La fonction de l’auteur de théâtre, qui crée un monde fictif si semblable au réel
sensible que tout le monde y croit, est interrogée dans le personnage du magicien
omnipotent.
Après la lecture de la dernière scène, il est bon de relire la première en jouant à
substituer, dans les deux tirades de Dorante, le mot théâtre, voire auteur de théâtre,
au mot " Mage ". On assiste alors à une véritable analyse du phénomène théâtral
dans son aspect spectaculaire de théâtre à machine que Corneille semble ne pas
revendiquer (" Je ne vous dirai pas qu’il commande au tonnerre/ Qu’il fait enfler les
mers, qu’il fait trembler la terre), comme dans sa capacité à percer les mystères de
l’universel cœur humain (Rien n’est secret pour lui dans tout cet Univers/ Et pour
lui nos destins sont des livres ouverts).

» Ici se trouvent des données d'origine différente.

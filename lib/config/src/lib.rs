use ctrlmap_input::Convention;
use ron::ser::PrettyConfig;
use serde::{Deserialize, Serialize};
use serde_inline_default::serde_inline_default;
use std::{
    io::{Read, Write},
    path::PathBuf,
    sync::LazyLock,
};
use strum::{Display, EnumIter, EnumString};

cfg_if::cfg_if! {
    if #[cfg(miri)] {
        pub static STORAGE_DIRECTORY: LazyLock<PathBuf> = LazyLock::new(PathBuf::default);
    } else if #[cfg(any(target_family = "unix", target_os = "windows"))] {
        pub static STORAGE_DIRECTORY: LazyLock<PathBuf> = LazyLock::new(|| {
            dirs::data_dir()
                .unwrap_or_else(|| PathBuf::from("."))
                .join("ctrlmap")
        });
    } else {
        compile_error!("Unsupported target");
    }
}

/// Config location
pub static ENVIRONMENT_LOCATION: LazyLock<PathBuf> =
    LazyLock::new(|| STORAGE_DIRECTORY.join("config.ron"));

#[derive(
    Serialize,
    Deserialize,
    Debug,
    Clone,
    Copy,
    EnumIter,
    Display,
    EnumString,
    PartialEq,
    Eq,
    Default,
)]
#[strum(serialize_all = "lowercase", ascii_case_insensitive)]
/// Which set of sources control data is resolved from
pub enum ResolverMode {
    #[default]
    /// Primary source plus relationship database, with region, clone and hardware fallbacks
    Exhaustive,
    /// Single pre-merged source with clone payloads and cabinet defaults
    Fast,
}

#[serde_inline_default]
#[derive(Serialize, Deserialize, Debug, Clone, PartialEq, Eq)]
/// Where sources live, where configs go and how things are shown
pub struct Environment {
    #[serde(default)]
    /// Resolver used when none is forced on the command line
    pub mode: ResolverMode,
    #[serde(default)]
    /// Controller naming convention used for display
    pub convention: Convention,
    #[serde(default)]
    /// Primary control data, used in exhaustive mode
    pub primary_source: PrimarySource,
    #[serde(default)]
    /// Clone/parent database, used in exhaustive mode
    pub relationship_database: RelationshipDatabase,
    #[serde(default)]
    /// Pre-merged control data, used in fast mode
    pub fast_source: FastSource,
    #[serde(default)]
    /// Template every generated config is rendered from
    pub template: TemplateLocation,
    #[serde(default)]
    /// Directory generated configs are written into
    pub output_directory: OutputDirectory,
    #[serde(default)]
    /// Directory holding the emulator's per ROM binding documents
    pub bindings_directory: BindingsDirectory,
    #[serde(default)]
    /// Directory scanned for romnames when none are given
    pub rom_directory: RomDirectory,
    #[serde_inline_default("cfg".to_string())]
    /// Extension of generated configs
    pub output_extension: String,
}

impl Default for Environment {
    fn default() -> Self {
        Self {
            mode: ResolverMode::default(),
            convention: Convention::default(),
            primary_source: PrimarySource::default(),
            relationship_database: RelationshipDatabase::default(),
            fast_source: FastSource::default(),
            template: TemplateLocation::default(),
            output_directory: OutputDirectory::default(),
            bindings_directory: BindingsDirectory::default(),
            rom_directory: RomDirectory::default(),
            output_extension: "cfg".to_string(),
        }
    }
}

impl Environment {
    pub fn save(&self, writer: impl Write) -> Result<(), ron::Error> {
        ron::Options::default().to_io_writer_pretty(
            writer,
            self,
            PrettyConfig::new().struct_names(false),
        )
    }

    pub fn load(reader: impl Read) -> Result<Self, ron::de::SpannedError> {
        ron::de::from_reader(reader)
    }

    /// Binding document the emulator keeps for a ROM
    pub fn bindings_path(&self, romname: &str) -> PathBuf {
        self.bindings_directory.0.join(format!("{romname}.cfg"))
    }
}

#[derive(Serialize, Deserialize, Debug, Clone, PartialEq, Eq)]
pub struct PrimarySource(pub PathBuf);

impl Default for PrimarySource {
    fn default() -> Self {
        Self(STORAGE_DIRECTORY.join("controls.json"))
    }
}

#[derive(Serialize, Deserialize, Debug, Clone, PartialEq, Eq)]
pub struct RelationshipDatabase(pub PathBuf);

impl Default for RelationshipDatabase {
    fn default() -> Self {
        Self(STORAGE_DIRECTORY.join("mame.xml"))
    }
}

#[derive(Serialize, Deserialize, Debug, Clone, PartialEq, Eq)]
pub struct FastSource(pub PathBuf);

impl Default for FastSource {
    fn default() -> Self {
        Self(STORAGE_DIRECTORY.join("gamedata.json"))
    }
}

#[derive(Serialize, Deserialize, Debug, Clone, PartialEq, Eq)]
pub struct TemplateLocation(pub PathBuf);

impl Default for TemplateLocation {
    fn default() -> Self {
        Self(STORAGE_DIRECTORY.join("template.cfg"))
    }
}

#[derive(Serialize, Deserialize, Debug, Clone, PartialEq, Eq)]
pub struct OutputDirectory(pub PathBuf);

impl Default for OutputDirectory {
    fn default() -> Self {
        Self(STORAGE_DIRECTORY.join("generated"))
    }
}

#[derive(Serialize, Deserialize, Debug, Clone, PartialEq, Eq)]
pub struct BindingsDirectory(pub PathBuf);

impl Default for BindingsDirectory {
    fn default() -> Self {
        Self(STORAGE_DIRECTORY.join("cfg"))
    }
}

#[derive(Serialize, Deserialize, Debug, Clone, PartialEq, Eq)]
pub struct RomDirectory(pub PathBuf);

impl Default for RomDirectory {
    fn default() -> Self {
        Self(STORAGE_DIRECTORY.join("roms"))
    }
}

Dans cette mise en scène de la théâtralité, Corneille s’adonne à l’usage
éminemment baroque du théâtre dans le théâtre et écrit une pièce très voisine dans
ses préoccupations de bon nombre de nos pièces contemporaines qui placent le
théâtre au centre de leur écriture.
IV. L’Illusion comique et l’esthétique baroque
Dans le cadre de l’étude du mouvement baroque, la pièce de Corneille est
incontournable. La plupart des éléments que nous avons relevés au cours de cette
approche (perception illusoire, théâtre dans le théâtre, irrégularité, discontinuité) y
conduisent, sans qu’il paraisse utile de s’étendre davantage sur le topos baroque du
Théâtrum Mundi, largement exploité dans divers ouvrages de référence.